---------- Data for processing

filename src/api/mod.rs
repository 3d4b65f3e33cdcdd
pub mod auth;
pub mod rest;
pub mod ws;
// =============================================================================
// Exponential Moving Average (EMA)
// =============================================================================
//
// EMA gives more weight to recent prices, making it more responsive to new
// information than the Simple Moving Average (SMA).
//
// Formula:
//   multiplier = 2 / (period + 1)
//   EMA_t      = close_t * multiplier + EMA_{t-1} * (1 - multiplier)
//
// The very first EMA value (index `period - 1`) is seeded with the SMA of the
// first `period` closes.
// =============================================================================

/// Compute the EMA series aligned 1:1 with `closes`.
///
/// # Edge cases
/// - `period == 0` => every position is `None`
/// - `closes.len() < period` => every position is `None`
pub fn calculate_ema(closes: &[f64], period: usize) -> Vec<Option<f64>> {
    let mut result = vec![None; closes.len()];
    if period == 0 || closes.len() < period {
        return result;
    }

    let multiplier = 2.0 / (period + 1) as f64;

    // Seed: SMA of the first `period` values.
    let mut prev_ema = closes[..period].iter().sum::<f64>() / period as f64;
    result[period - 1] = Some(prev_ema);

    for (i, &close) in closes.iter().enumerate().skip(period) {
        prev_ema = close * multiplier + prev_ema * (1.0 - multiplier);
        result[i] = Some(prev_ema);
    }

    result
}
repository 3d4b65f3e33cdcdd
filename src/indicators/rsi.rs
// =============================================================================
// Relative Strength Index (RSI) — Wilder's Smoothing
// =============================================================================
//
// RSI measures the speed and magnitude of recent price changes to evaluate
// whether an asset is overbought or oversold.
//
// Step 1 — Compute price changes (deltas) from consecutive closes.
// Step 2 — Seed average gain / average loss with the SMA of the first `period`
//          gains / losses.
// Step 3 — Apply Wilder's exponential smoothing:
//            avg_gain = (prev_avg_gain * (period - 1) + current_gain) / period
//            avg_loss = (prev_avg_loss * (period - 1) + current_loss) / period
// Step 4 — RS  = avg_gain / avg_loss   (RS = 100 when avg_loss == 0)
//          RSI = 100 - 100 / (1 + RS)
//
// Output alignment: the first `period + 1` positions are `None` (one for the
// missing first delta, `period` for the seed window); the seed RSI lands at
// index `period + 1` and each smoothed value follows one slot later.
//
// Thresholds:  RSI >= 70 => OVERBOUGHT,  RSI <= 30 => OVERSOLD.
// =============================================================================

use serde::Serialize;

/// RS substituted when the average loss is zero. Keeps the output finite; RSI
/// then reads 100 - 100/101 rather than a true 100.
const ZERO_LOSS_RS: f64 = 100.0;

pub const OVERBOUGHT: f64 = 70.0;
pub const OVERSOLD: f64 = 30.0;

/// Momentum zone of an RSI reading.
#[derive(Debug, Clone, Copy, PartialEq, Eq, Serialize)]
#[serde(rename_all = "snake_case")]
pub enum RsiZone {
    Overbought,
    Neutral,
    Oversold,
}

impl RsiZone {
    pub fn classify(value: f64) -> Self {
        if value >= OVERBOUGHT {
            Self::Overbought
        } else if value <= OVERSOLD {
            Self::Oversold
        } else {
            Self::Neutral
        }
    }
}

/// Compute the RSI series aligned 1:1 with `closes`.
///
/// # Edge cases
/// - `period == 0` => every position is `None`
/// - `closes.len() < period + 1` => every position is `None`
/// - Average loss of zero uses `RS = 100`, never dividing by zero.
pub fn calculate_rsi(closes: &[f64], period: usize) -> Vec<Option<f64>> {
    let len = closes.len();
    let mut result = vec![None; len];
    if period == 0 || len < period + 1 {
        return result;
    }

    // --- Compute price deltas ------------------------------------------------
    let deltas: Vec<f64> = closes.windows(2).map(|w| w[1] - w[0]).collect();

    // --- Seed averages with SMA of first `period` deltas ---------------------
    let (sum_gain, sum_loss) = deltas[..period].iter().fold((0.0_f64, 0.0_f64), |(g, l), &d| {
        if d > 0.0 {
            (g + d, l)
        } else {
            (g, l + d.abs())
        }
    });

    let period_f = period as f64;
    let mut avg_gain = sum_gain / period_f;
    let mut avg_loss = sum_loss / period_f;

    let mut slot = period + 1;
    if slot >= len {
        return result;
    }
    result[slot] = Some(rsi_from_averages(avg_gain, avg_loss));

    // --- Wilder's smoothing for subsequent values ----------------------------
    for &delta in &deltas[period..] {
        slot += 1;
        if slot >= len {
            break;
        }

        let gain = if delta > 0.0 { delta } else { 0.0 };
        let loss = if delta < 0.0 { delta.abs() } else { 0.0 };

        avg_gain = (avg_gain * (period_f - 1.0) + gain) / period_f;
        avg_loss = (avg_loss * (period_f - 1.0) + loss) / period_f;

        result[slot] = Some(rsi_from_averages(avg_gain, avg_loss));
    }

    result
}

fn rsi_from_averages(avg_gain: f64, avg_loss: f64) -> f64 {
    let rs = if avg_loss == 0.0 {
        ZERO_LOSS_RS
    } else {
        avg_gain / avg_loss
    };
    100.0 - 100.0 / (1.0 + rs)
}

// =============================================================================
// Unit Tests
// =============================================================================
#[cfg(test)]
mod tests {
    use super::*;

    const SATURATED: f64 = 100.0 - 100.0 / 101.0;

    fn ascending(n: usize) -> Vec<f64> {
        (1..=n).map(|x| x as f64).collect()
    }

    #[test]
    fn rsi_empty_input() {
        assert!(calculate_rsi(&[], 14).is_empty());
    }

    #[test]
    fn rsi_period_zero() {
        assert_eq!(calculate_rsi(&[1.0, 2.0, 3.0], 0), vec![None; 3]);
    }

    #[test]
    fn rsi_insufficient_data() {
        assert_eq!(calculate_rsi(&ascending(14), 14), vec![None; 14]);
        // Exactly period + 1 closes still leaves every slot in warm-up.
        assert_eq!(calculate_rsi(&ascending(15), 14), vec![None; 15]);
    }

    #[test]
    fn rsi_warm_up_is_period_plus_one() {
        let series = calculate_rsi(&ascending(20), 14);
        assert_eq!(series.len(), 20);
        assert!(series[..15].iter().all(Option::is_none));
        assert!(series[15..].iter().all(Option::is_some));
    }

    #[test]
    fn rsi_all_gains_saturates_via_zero_loss_rs() {
        let series = calculate_rsi(&ascending(30), 14);
        for v in series.into_iter().flatten() {
            assert_eq!(v, SATURATED);
        }
    }

    #[test]
    fn rsi_all_losses_is_zero() {
        let closes: Vec<f64> = (1..=30).rev().map(|x| x as f64).collect();
        let series = calculate_rsi(&closes, 14);
        let values: Vec<f64> = series.into_iter().flatten().collect();
        assert!(!values.is_empty());
        for v in values {
            assert!(v.abs() < 1e-10, "expected 0.0, got {v}");
        }
    }

    #[test]
    fn rsi_flat_market_uses_zero_loss_branch() {
        let series = calculate_rsi(&[100.0; 30], 14);
        for v in series.into_iter().flatten() {
            assert_eq!(v, SATURATED);
            assert!(v.is_finite());
        }
    }

    #[test]
    fn rsi_seed_value_matches_hand_computation() {
        // period 2: deltas +1, -1 => avg_gain 0.5, avg_loss 0.5, RS 1 => 50.
        // next delta +2 => gain avg (0.5 + 2)/2 = 1.25, loss avg 0.25 => RS 5.
        let series = calculate_rsi(&[10.0, 11.0, 10.0, 12.0, 13.0], 2);
        assert_eq!(series[..3], [None, None, None]);
        assert_eq!(series[3], Some(50.0));
        let expected = 100.0 - 100.0 / (1.0 + 5.0);
        assert!((series[4].unwrap() - expected).abs() < 1e-12);
    }

    #[test]
    fn rsi_range_check() {
        let closes = vec![
            44.34, 44.09, 44.15, 43.61, 44.33, 44.83, 45.10, 45.42, 45.84, 46.08,
            45.89, 46.03, 44.18, 44.22, 44.57, 43.42, 42.66, 43.13, 41.0, 47.5,
        ];
        for period in [2, 5, 14] {
            for v in calculate_rsi(&closes, period).into_iter().flatten() {
                assert!((0.0..=100.0).contains(&v), "RSI {v} out of range");
            }
        }
    }

    #[test]
    fn latest_rsi_zones() {
        let last = |closes: &[f64]| calculate_rsi(closes, 14).into_iter().flatten().last();

        let rising = last(&ascending(30)).unwrap();
        assert_eq!(RsiZone::classify(rising), RsiZone::Overbought);

        let falling: Vec<f64> = (1..=30).rev().map(|x| x as f64).collect();
        let val = last(&falling).unwrap();
        assert!(val.abs() < 1e-10);
        assert_eq!(RsiZone::classify(val), RsiZone::Oversold);

        assert_eq!(RsiZone::classify(50.0), RsiZone::Neutral);
        assert!(last(&[]).is_none());
    }
}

--------------------

=== Aim of the task ===
Go through the records. Copy each line where "Serialize" appears.

=== Exercise answer ===
use serde::Serialize;
#[derive(Debug, Clone, Copy, PartialEq, Eq, Serialize)]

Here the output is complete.